What Happens after SGD Reaches Zero Loss? --A Mathematical Framework
Talk Information: Understanding the implicit bias of Stochastic Gradient Descent (SGD) is one of the key challenges in deep learning, especially for overparametrized models, where the local minimizers of the loss function L can form a manifold. Intuitively, with a sufficiently small learning rate η, SGD tracks Gradient Descent (GD) until it gets close to such manifold, where the gradient noise prevents further convergence. In such a regime, Blanc et al. (2020) proved that SGD with label noise locally decreases a regularizer-like term, the sharpness of loss, tr[∇2L]. In this talk I will present a general framework for such analysis by adapting ideas from Katzenberger (1991). It allows in principle a complete characterization for the regularization effect of SGD around such manifold -- i.e., the "implicit bias" -- using a stochastic differential equation (SDE) describing the limiting dynamics of the parameters, which is determined jointly by the loss function and the noise covariance. This yields some new results: (1) a global analysis of the implicit bias valid for η−2 steps, in contrast to the local analysis of Blanc et al. (2020) that is only valid for η^−1.6 steps and (2) allowing arbitrary noise covariance. As an application, we show with arbitrary large initialization, label noise SGD can always escape the kernel regime and only requires O(κlnd) samples for learning an κ-sparse overparametrized linear model in ℝ^d, while GD initialized in the kernel regime requires Ω(d) samples. This upper bound is minimax optimal and improves the previous Õ (κ2) upper bound (HaoChen et al., 2020).
Bio: Zhiyuan Li is a PhD candidate in the Department of Computer Science at Princeton University, advised by Sanjeev Arora. Previously, he obtained his bachelor’s degree in Computer Science from Tsinghua University. He has also spent time as a research intern at Google Research. His current research goal is to develop a mathematical theory towards a better understanding of modern deep learning, as well as to design more efficient and principled machine learning methods using theoretical insights. He is a recipient of Microsoft Research PhD Fellowship in 2020.

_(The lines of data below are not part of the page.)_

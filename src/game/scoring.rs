//! Word scoring: letter bonuses fold into the word score, word bonuses
//! compound into a single multiplier applied at the end.

use super::board::{Bonus, PlacedTile};

/// Score of the currently placed tile sequence.
///
/// Pure function of the placed set; recomputed from scratch on every
/// placement change, no incremental state.
pub fn word_score(placed: &[PlacedTile]) -> u32 {
    let mut word_score = 0;
    let mut word_multiplier = 1;

    for tile in placed {
        let mut letter_score = tile.value;
        match tile.bonus {
            Bonus::DoubleLetter => letter_score *= 2,
            Bonus::TripleLetter => letter_score *= 3,
            Bonus::DoubleWord => word_multiplier *= 2,
            Bonus::TripleWord => word_multiplier *= 3,
            Bonus::None => {}
        }
        word_score += letter_score;
    }

    word_score * word_multiplier
}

Theoretical Foundations of Multiagent Reinforcement Learning
Talk Information: Reinforcement learning (RL) has made substantial empirical progress in solving hard AI challenges in the past few years. A large fraction of these progresses—Go, Dota 2, Starcraft 2, economic simulation, social behavior learning, and so on—come from multi-agent RL, that is, sequential decision making involving more than one agent. While the theoretical study of single-agent RL has a long history and a vastly growing recent interest, Multi-Agent RL (MARL) theory is arguably a newer and less developed field. In this talk, I will present our recent theoretical developments in MARL theory. Starting with basic formulations, we present several provably efficient algorithms for finding equilibria in MARL problems, addressing unique challenges in MARL such as the curse of multiagent, and design of decentralized algorithms.
Bio: Chi Jin is an assistant professor at the Electrical and Computer Engineering department of Princeton University. He obtained his PhD degree in Computer Science at University of California, Berkeley, advised by Michael I. Jordan. His research mainly focuses on theoretical machine learning, with special emphasis on nonconvex optimization and reinforcement learning. My representative work includes proving noisy gradient descent escape saddle points efficiently and proving the efficiency of Q-learning and least-squares value iteration when combined with optimism in reinforcement learning.
Gradient Descent on Two-layer Nets: Margin Maximization and Simplicity Bias
Talk Information: The generalization mystery of overparametrized deep nets has motivated efforts to understand how gradient descent (GD) converges to low-loss solutions that generalize well. A recent sequence of results (Lyu and Li, 2020; Chizat and Bach, 2020; Ji and Telgarsky, 2020) provide theoretical evidence that GD may converge to the "max-margin" solution with zero loss, which presumably generalizes well. However, the global optimality of margin is proved only in some settings where neural nets are infinitely or exponentially wide. In this talk, I will present our recent paper that establishes this global optimality for two-layer Leaky ReLU nets trained with gradient flow on linearly separable and symmetric data, regardless of the width. The analysis also gives some theoretical justification for recent empirical findings (Kalimeris et al., 2019) on the so-called simplicity bias of GD towards linear or other "simple" classes of solutions, especially early in training. On the pessimistic side, the paper suggests that such results are fragile. A simple data manipulation can make gradient flow converge to a linear classifier with a suboptimal margin.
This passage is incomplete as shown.